(Records from a dataset)
- - - - - - -
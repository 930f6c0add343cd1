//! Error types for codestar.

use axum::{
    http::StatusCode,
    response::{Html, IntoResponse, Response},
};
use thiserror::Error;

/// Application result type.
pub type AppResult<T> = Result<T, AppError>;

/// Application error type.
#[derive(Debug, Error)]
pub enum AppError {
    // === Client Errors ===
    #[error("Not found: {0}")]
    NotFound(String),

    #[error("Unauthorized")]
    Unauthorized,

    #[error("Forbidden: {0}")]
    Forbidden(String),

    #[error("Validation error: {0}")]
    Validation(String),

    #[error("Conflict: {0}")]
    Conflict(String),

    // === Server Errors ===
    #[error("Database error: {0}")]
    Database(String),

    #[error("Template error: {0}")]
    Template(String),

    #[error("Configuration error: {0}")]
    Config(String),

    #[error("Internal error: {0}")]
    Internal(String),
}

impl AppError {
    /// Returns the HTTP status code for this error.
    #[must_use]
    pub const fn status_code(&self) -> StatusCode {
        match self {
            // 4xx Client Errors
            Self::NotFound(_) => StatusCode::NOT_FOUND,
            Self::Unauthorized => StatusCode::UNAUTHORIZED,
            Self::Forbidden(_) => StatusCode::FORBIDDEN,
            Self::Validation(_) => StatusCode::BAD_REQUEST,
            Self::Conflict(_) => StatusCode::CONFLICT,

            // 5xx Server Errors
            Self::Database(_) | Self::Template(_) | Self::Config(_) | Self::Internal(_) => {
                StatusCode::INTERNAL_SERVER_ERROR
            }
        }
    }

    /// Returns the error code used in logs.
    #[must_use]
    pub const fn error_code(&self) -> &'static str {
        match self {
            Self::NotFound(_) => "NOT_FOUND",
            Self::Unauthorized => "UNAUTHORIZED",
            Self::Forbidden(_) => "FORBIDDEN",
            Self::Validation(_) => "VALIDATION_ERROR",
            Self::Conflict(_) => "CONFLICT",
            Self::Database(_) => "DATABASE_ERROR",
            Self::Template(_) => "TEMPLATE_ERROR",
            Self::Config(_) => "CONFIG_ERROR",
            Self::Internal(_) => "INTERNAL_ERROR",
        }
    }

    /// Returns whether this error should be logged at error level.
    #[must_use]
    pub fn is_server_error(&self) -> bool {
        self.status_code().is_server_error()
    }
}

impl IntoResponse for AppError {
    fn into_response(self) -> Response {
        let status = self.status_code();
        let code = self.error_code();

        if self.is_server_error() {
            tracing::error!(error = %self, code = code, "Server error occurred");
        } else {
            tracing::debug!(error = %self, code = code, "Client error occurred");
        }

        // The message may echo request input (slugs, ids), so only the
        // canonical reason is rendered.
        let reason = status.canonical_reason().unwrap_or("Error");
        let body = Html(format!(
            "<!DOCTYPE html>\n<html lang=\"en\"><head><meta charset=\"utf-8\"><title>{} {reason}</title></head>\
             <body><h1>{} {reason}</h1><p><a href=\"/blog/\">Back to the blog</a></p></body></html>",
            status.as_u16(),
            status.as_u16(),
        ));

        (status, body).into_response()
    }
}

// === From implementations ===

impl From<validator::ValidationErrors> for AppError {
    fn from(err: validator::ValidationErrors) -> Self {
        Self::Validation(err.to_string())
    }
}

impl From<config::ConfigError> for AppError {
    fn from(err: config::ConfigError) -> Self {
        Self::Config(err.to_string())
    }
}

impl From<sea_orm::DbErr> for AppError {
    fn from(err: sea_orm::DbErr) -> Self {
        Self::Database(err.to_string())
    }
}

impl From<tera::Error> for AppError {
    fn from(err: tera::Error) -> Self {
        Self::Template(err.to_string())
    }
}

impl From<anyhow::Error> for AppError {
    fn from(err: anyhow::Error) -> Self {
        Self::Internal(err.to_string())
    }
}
- - - - - - -
Problem requirements> With the line that has "fn into_response(self) ->" as the first and the line that has "impl From<validator::ValidationErrors> for" as the last, repeat exactly that run of lines above and no more.

Answer for the task>
    fn into_response(self) -> Response {
        let status = self.status_code();
        let code = self.error_code();

        if self.is_server_error() {
            tracing::error!(error = %self, code = code, "Server error occurred");
        } else {
            tracing::debug!(error = %self, code = code, "Client error occurred");
        }

        // The message may echo request input (slugs, ids), so only the
        // canonical reason is rendered.
        let reason = status.canonical_reason().unwrap_or("Error");
        let body = Html(format!(
            "<!DOCTYPE html>\n<html lang=\"en\"><head><meta charset=\"utf-8\"><title>{} {reason}</title></head>\
             <body><h1>{} {reason}</h1><p><a href=\"/blog/\">Back to the blog</a></p></body></html>",
            status.as_u16(),
            status.as_u16(),
        ));

        (status, body).into_response()
    }
}

// === From implementations ===

impl From<validator::ValidationErrors> for AppError {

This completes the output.